● 本を読まない若い世代 ●
最近の20代から30代の若い世代に、休日の過ごし方を聞いてみると、 どこかへ出かけるとか、音楽仲間と終日練習している、とか活動的に過ごして いるようです。
共通の趣味や気の合う仲間達と楽しむことは素晴らしいことなのですが、 一方で最近話題になっているビジネス書の話題になると、 読んでいないという返事がとても多く返ってきます。
本を全く読まないのかというと読むには読んでいるが、小説とか雑誌だとか趣味に 関する興味のあるものに限られています。
しかし、仕事をしていく上で先々必要になってくる経営やマネジメントに関する 本はというと興味も関心もないし、今どんなビジネス書が売れているかなど全く 関心がありま せん。
会社での仕事はテキパキとこなす人達が、5年後・10年後の自分達の姿を 考えて、少しずつでも将来に向けて能力開発をしていこうという姿勢が希薄 なのです。
-------------------------------------------------------------------------- ● 勉強している人達の姿 ● 電車の中で本を読んでいる人を見かけて、どういう本を読んでいるのか覗いて みると、小説や趣味の雑誌を読んでいる人が多いのですが、資格取得や語学習得・ 簿記等の勉強をしている人達も少なからずいます。
勉強をするためには、目的がなければ動機が起こりませんが、 勉強をしない理由に、「時間がない」「必要と思わない」「何を勉強すればよい のか分からない」という答えが70%以上占めるそうです。
ところが日々遅くまで仕事で残業している人達ほど、次のための勉強をしている のです。忙しい経営者ほど、周囲から見ると時間がないと思われる人ほど沢山の 本を読んでいます。
最近は労働時間の管理がうるさくいわれ、全社的に残業時間や、サービス残業の 禁止を以前にもまして厳しく管理するようになってきています。
「時間がない」という理由も、勉強している人達からみれば、「何故?」と 言われそうです。
例えば英語がうまく話せるようになりたいと思っている人は多いのですが、 語学教室に通うという行動をとる人はまだしも、ほとんどの人は「話せるように なりたい」と思っているだけで、実は何も行動を起こしていないのではないで しょうか。

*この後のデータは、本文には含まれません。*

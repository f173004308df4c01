use async_trait::async_trait;
use chrono::{DateTime, Duration, Utc};
use sqlx::PgPool;
use std::collections::BTreeMap;
use uuid::Uuid;

use super::store::{ReconcileStore, StoreError, StoreResult};
use super::types::{
    ActiveKey, ApplyPriority, ApplyQueueItem, DeploymentRow, HostRecord, MappingContext,
    MappingRecord, NewDeployment, RevokedKey,
};

const QUEUE_ITEM_COLUMNS: &str = "id, user_host_account_id, priority, status, scheduled_at, \
     started_at, finished_at, retry_count, error, created_at";

const DEPLOYMENT_COLUMNS: &str = "id, host_id, user_host_account_id, generation, status, \
     checksum, key_count, started_at, finished_at, error, retry_count";

#[derive(Clone)]
pub struct PgStore {
    db: PgPool,
}

impl PgStore {
    pub fn new(db: PgPool) -> Self {
        Self { db }
    }
}

fn advisory_lock_key(namespace: &str, value: &str) -> i64 {
    fn fnv1a_64(input: &str) -> u64 {
        let mut hash: u64 = 0xcbf29ce484222325;
        for byte in input.as_bytes() {
            hash ^= u64::from(*byte);
            hash = hash.wrapping_mul(0x100000001b3);
        }
        hash
    }

    let combined = format!("{namespace}:{value}");
    fnv1a_64(&combined) as i64
}

fn is_unique_violation(err: &sqlx::Error) -> bool {
    matches!(err, sqlx::Error::Database(db) if db.code().as_deref() == Some("23505"))
}

#[async_trait]
impl ReconcileStore for PgStore {
    async fn list_active_keys(&self, user_id: Uuid) -> StoreResult<Vec<ActiveKey>> {
        let keys: Vec<ActiveKey> = sqlx::query_as(
            r#"
            SELECT id, public_key, authorized_keys_options, comment, fingerprint_sha256
            FROM ssh_keys
            WHERE user_id = $1
              AND status = 'active'
              AND (expires_at IS NULL OR expires_at > now())
            ORDER BY fingerprint_sha256 ASC
            "#,
        )
        .bind(user_id)
        .fetch_all(&self.db)
        .await?;
        Ok(keys)
    }

    async fn list_active_mappings(&self, host_id: Option<Uuid>) -> StoreResult<Vec<MappingRecord>> {
        let mappings: Vec<MappingRecord> = sqlx::query_as(
            r#"
            SELECT id, user_id, host_id, remote_username, status
            FROM user_host_accounts
            WHERE status = 'active'
              AND ($1::uuid IS NULL OR host_id = $1)
            ORDER BY created_at ASC
            "#,
        )
        .bind(host_id)
        .fetch_all(&self.db)
        .await?;
        Ok(mappings)
    }

    async fn list_active_mappings_for_user(
        &self,
        user_id: Uuid,
    ) -> StoreResult<Vec<MappingRecord>> {
        let mappings: Vec<MappingRecord> = sqlx::query_as(
            r#"
            SELECT id, user_id, host_id, remote_username, status
            FROM user_host_accounts
            WHERE status = 'active' AND user_id = $1
            ORDER BY created_at ASC
            "#,
        )
        .bind(user_id)
        .fetch_all(&self.db)
        .await?;
        Ok(mappings)
    }

    async fn mapping_context(
        &self,
        user_host_account_id: Uuid,
    ) -> StoreResult<Option<MappingContext>> {
        #[derive(sqlx::FromRow)]
        struct Row {
            id: Uuid,
            user_id: Uuid,
            host_id: Uuid,
            remote_username: String,
            status: String,
            hostname: String,
            address: String,
            os_family: String,
            user_status: String,
        }

        let row: Option<Row> = sqlx::query_as(
            r#"
            SELECT
                uha.id, uha.user_id, uha.host_id, uha.remote_username, uha.status,
                h.hostname, h.address, h.os_family,
                u.status AS user_status
            FROM user_host_accounts uha
            JOIN managed_hosts h ON h.id = uha.host_id
            JOIN users u ON u.id = uha.user_id
            WHERE uha.id = $1
            LIMIT 1
            "#,
        )
        .bind(user_host_account_id)
        .fetch_optional(&self.db)
        .await?;

        Ok(row.map(|row| MappingContext {
            mapping: MappingRecord {
                id: row.id,
                user_id: row.user_id,
                host_id: row.host_id,
                remote_username: row.remote_username,
                status: row.status,
            },
            host: HostRecord {
                id: row.host_id,
                hostname: row.hostname,
                address: row.address,
                os_family: row.os_family,
            },
            user_status: row.user_status,
        }))
    }

    async fn enqueue(
        &self,
        user_host_account_id: Uuid,
        priority: ApplyPriority,
    ) -> StoreResult<Uuid> {
        // Upsert-by-account: duplicate enqueues collapse onto the pending
        // row, keeping its earliest schedule and the highest priority.
        let row: (Uuid,) = sqlx::query_as(
            r#"
            INSERT INTO apply_queue (
                id, user_host_account_id, priority, status, scheduled_at, retry_count, created_at
            ) VALUES ($1, $2, $3, 'queued', now(), 0, now())
            ON CONFLICT (user_host_account_id) WHERE status = 'queued'
            DO UPDATE SET
                priority = GREATEST(apply_queue.priority, EXCLUDED.priority),
                scheduled_at = LEAST(apply_queue.scheduled_at, EXCLUDED.scheduled_at)
            RETURNING id
            "#,
        )
        .bind(Uuid::new_v4())
        .bind(user_host_account_id)
        .bind(priority.as_i16())
        .fetch_one(&self.db)
        .await?;
        Ok(row.0)
    }

    async fn claim_next(&self) -> StoreResult<Option<ApplyQueueItem>> {
        let mut tx = self.db.begin().await?;

        // Claims are the sole serialization point; the advisory lock keeps
        // the running-account exclusion race-free across workers.
        sqlx::query("SELECT pg_advisory_xact_lock($1)")
            .bind(advisory_lock_key("apply_queue", "claim"))
            .execute(&mut *tx)
            .await?;

        let claimed: Option<ApplyQueueItem> = sqlx::query_as(&format!(
            r#"
            WITH next AS (
                SELECT id
                FROM apply_queue
                WHERE status = 'queued'
                  AND scheduled_at <= now()
                  AND user_host_account_id NOT IN (
                    SELECT user_host_account_id FROM apply_queue WHERE status = 'running'
                  )
                ORDER BY priority DESC, scheduled_at ASC, created_at ASC
                LIMIT 1
                FOR UPDATE SKIP LOCKED
            )
            UPDATE apply_queue
            SET status = 'running',
                started_at = now()
            WHERE id IN (SELECT id FROM next)
            RETURNING {QUEUE_ITEM_COLUMNS}
            "#
        ))
        .fetch_optional(&mut *tx)
        .await?;

        tx.commit().await?;
        Ok(claimed)
    }

    async fn release_expired_leases(&self, lease: Duration) -> StoreResult<u64> {
        // Crashed-worker recovery: the lease is the running status plus
        // started_at, nothing in memory. retry_count stays untouched.
        let result = sqlx::query(
            r#"
            UPDATE apply_queue
            SET status = 'queued',
                started_at = NULL,
                scheduled_at = now()
            WHERE status = 'running'
              AND started_at < now() - make_interval(secs => $1::int)
            "#,
        )
        .bind(lease.num_seconds().max(0) as i32)
        .execute(&self.db)
        .await?;
        Ok(result.rows_affected())
    }

    async fn mark_item_completed(&self, item_id: Uuid) -> StoreResult<()> {
        sqlx::query(
            r#"
            UPDATE apply_queue
            SET status = 'completed',
                finished_at = now(),
                error = NULL
            WHERE id = $1
            "#,
        )
        .bind(item_id)
        .execute(&self.db)
        .await?;
        Ok(())
    }

    async fn mark_item_cancelled(&self, item_id: Uuid, reason: &str) -> StoreResult<()> {
        sqlx::query(
            r#"
            UPDATE apply_queue
            SET status = 'cancelled',
                finished_at = now(),
                error = $2
            WHERE id = $1
            "#,
        )
        .bind(item_id)
        .bind(reason)
        .execute(&self.db)
        .await?;
        Ok(())
    }

    async fn requeue_item(
        &self,
        item_id: Uuid,
        retry_count: i32,
        scheduled_at: DateTime<Utc>,
        error: &str,
    ) -> StoreResult<()> {
        sqlx::query(
            r#"
            UPDATE apply_queue
            SET status = 'queued',
                started_at = NULL,
                scheduled_at = $3,
                retry_count = $2,
                error = $4
            WHERE id = $1
            "#,
        )
        .bind(item_id)
        .bind(retry_count)
        .bind(scheduled_at)
        .bind(error)
        .execute(&self.db)
        .await?;
        Ok(())
    }

    async fn mark_item_failed(
        &self,
        item_id: Uuid,
        retry_count: i32,
        error: &str,
    ) -> StoreResult<()> {
        sqlx::query(
            r#"
            UPDATE apply_queue
            SET status = 'failed',
                finished_at = now(),
                retry_count = $2,
                error = $3
            WHERE id = $1
            "#,
        )
        .bind(item_id)
        .bind(retry_count)
        .bind(error)
        .execute(&self.db)
        .await?;
        Ok(())
    }

    async fn prune_finished_items(&self, older_than: DateTime<Utc>) -> StoreResult<u64> {
        let result = sqlx::query(
            r#"
            DELETE FROM apply_queue
            WHERE status = ANY($1)
              AND finished_at IS NOT NULL
              AND finished_at < $2
            "#,
        )
        .bind(vec!["completed", "failed", "cancelled"])
        .bind(older_than)
        .execute(&self.db)
        .await?;
        Ok(result.rows_affected())
    }

    async fn queue_depth_by_status(&self) -> StoreResult<BTreeMap<String, i64>> {
        let rows: Vec<(String, i64)> = sqlx::query_as(
            r#"
            SELECT status, COUNT(*)::BIGINT
            FROM apply_queue
            GROUP BY status
            "#,
        )
        .fetch_all(&self.db)
        .await?;
        Ok(rows.into_iter().collect())
    }

    async fn last_successful_deployment(
        &self,
        host_id: Uuid,
        user_host_account_id: Uuid,
    ) -> StoreResult<Option<DeploymentRow>> {
        let row: Option<DeploymentRow> = sqlx::query_as(&format!(
            r#"
            SELECT {DEPLOYMENT_COLUMNS}
            FROM deployments
            WHERE host_id = $1
              AND user_host_account_id = $2
              AND status = 'success'
            ORDER BY generation DESC
            LIMIT 1
            "#
        ))
        .bind(host_id)
        .bind(user_host_account_id)
        .fetch_optional(&self.db)
        .await?;
        Ok(row)
    }

    async fn record_deployment(&self, new: NewDeployment) -> StoreResult<DeploymentRow> {
        let mut tx = self.db.begin().await?;

        let last: (i64,) = sqlx::query_as(
            r#"
            SELECT COALESCE(MAX(generation), 0)
            FROM deployments
            WHERE host_id = $1 AND user_host_account_id = $2
            "#,
        )
        .bind(new.host_id)
        .bind(new.user_host_account_id)
        .fetch_one(&mut *tx)
        .await?;
        let generation = last.0 + 1;

        let inserted: Result<DeploymentRow, sqlx::Error> = sqlx::query_as(&format!(
            r#"
            INSERT INTO deployments (
                id, host_id, user_host_account_id, generation, status, checksum,
                key_count, started_at, finished_at, error, retry_count
            ) VALUES ($1, $2, $3, $4, $5, $6, $7, $8, now(), $9, $10)
            RETURNING {DEPLOYMENT_COLUMNS}
            "#
        ))
        .bind(Uuid::new_v4())
        .bind(new.host_id)
        .bind(new.user_host_account_id)
        .bind(generation)
        .bind(new.status.as_str())
        .bind(new.checksum.as_deref())
        .bind(new.key_count)
        .bind(new.started_at)
        .bind(new.error.as_deref())
        .bind(new.retry_count)
        .fetch_one(&mut *tx)
        .await;

        match inserted {
            Ok(row) => {
                tx.commit().await?;
                Ok(row)
            }
            // The (host, account, generation) uniqueness constraint exists
            // to detect generation races, not to absorb them.
            Err(err) if is_unique_violation(&err) => Err(StoreError::GenerationConflict {
                user_host_account_id: new.user_host_account_id,
                attempted: generation,
            }),
            Err(err) => Err(err.into()),
        }
    }

    async fn deployments_for_host(
        &self,
        host_id: Uuid,
        limit: i64,
    ) -> StoreResult<Vec<DeploymentRow>> {
        let rows: Vec<DeploymentRow> = sqlx::query_as(&format!(
            r#"
            SELECT {DEPLOYMENT_COLUMNS}
            FROM deployments
            WHERE host_id = $1
            ORDER BY started_at DESC, generation DESC
            LIMIT $2
            "#
        ))
        .bind(host_id)
        .bind(limit.clamp(1, 1_000))
        .fetch_all(&self.db)
        .await?;
        Ok(rows)
    }

    async fn deployments_for_account(
        &self,
        user_host_account_id: Uuid,
        limit: i64,
    ) -> StoreResult<Vec<DeploymentRow>> {
        let rows: Vec<DeploymentRow> = sqlx::query_as(&format!(
            r#"
            SELECT {DEPLOYMENT_COLUMNS}
            FROM deployments
            WHERE user_host_account_id = $1
            ORDER BY generation DESC
            LIMIT $2
            "#
        ))
        .bind(user_host_account_id)
        .bind(limit.clamp(1, 1_000))
        .fetch_all(&self.db)
        .await?;
        Ok(rows)
    }

    async fn mark_keys_applied(&self, key_ids: &[Uuid], at: DateTime<Utc>) -> StoreResult<()> {
        if key_ids.is_empty() {
            return Ok(());
        }
        sqlx::query(
            r#"
            UPDATE ssh_keys
            SET last_applied_at = $2
            WHERE id = ANY($1)
            "#,
        )
        .bind(key_ids.to_vec())
        .bind(at)
        .execute(&self.db)
        .await?;
        Ok(())
    }

    async fn touch_host_seen(&self, host_id: Uuid, at: DateTime<Utc>) -> StoreResult<()> {
        sqlx::query(
            r#"
            UPDATE managed_hosts
            SET last_seen_at = $2
            WHERE id = $1
              AND (last_seen_at IS NULL OR $2 > last_seen_at)
            "#,
        )
        .bind(host_id)
        .bind(at)
        .execute(&self.db)
        .await?;
        Ok(())
    }

    async fn revoke_keys_by_fingerprint(&self, fingerprint: &str) -> StoreResult<Vec<RevokedKey>> {
        let rows: Vec<(Uuid, Uuid)> = sqlx::query_as(
            r#"
            UPDATE ssh_keys
            SET status = 'revoked'
            WHERE fingerprint_sha256 = $1
              AND status <> 'revoked'
            RETURNING id, user_id
            "#,
        )
        .bind(fingerprint)
        .fetch_all(&self.db)
        .await?;
        Ok(rows
            .into_iter()
            .map(|(key_id, user_id)| RevokedKey { key_id, user_id })
            .collect())
    }

    async fn expire_overdue_keys(&self, now: DateTime<Utc>) -> StoreResult<u64> {
        let result = sqlx::query(
            r#"
            UPDATE ssh_keys
            SET status = 'expired'
            WHERE status = 'active'
              AND expires_at IS NOT NULL
              AND expires_at <= $1
            "#,
        )
        .bind(now)
        .execute(&self.db)
        .await?;
        Ok(result.rows_affected())
    }
}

-------------------------------------------------------------------------- ● 自分に投資することが必要 ●
担当者にとって、日々の仕事に精通し、ルーチン的な仕事をテキパキとこなせ られるようになることは、一歩一歩様々な仕事を覚え、成長していくことには違い ありませんが、
10年後、20年後に一つの組織を任せられ、経験も知識もない新たな分野の 仕事に放り込まれたときに、新たな方針を打ち出し、そこで抱える困難な問題を 解決していける仕事力を身につける十分条件にはなりません。
担当者の時には、要領がよく仕事のスピードも速く一際目立っていた人が、 管理職になって以降は、新たな方向に向けたビジョンやミッションを打ち出せず、 組織の問題を解決できないために、やがては組織の片隅で仕事をせざるを得ない ケースは、どこの企業でもあるのではないでしょうか。
課長になってもスーパースタッフ、部長になってもスーパー課長、は許されない のです。 仕事力の成長が止まるということは、やがては組織の新陳代謝の障害となって しまうのです。
5年後、10年後の自分の姿を描けと言われても、具体的に見えるものでは ありませんが、こういう仕事ができるようになるためにはどういう力を身に つけておかなければいけないのかを考えて、常に自分に投資し続けることを 怠ってはいけません。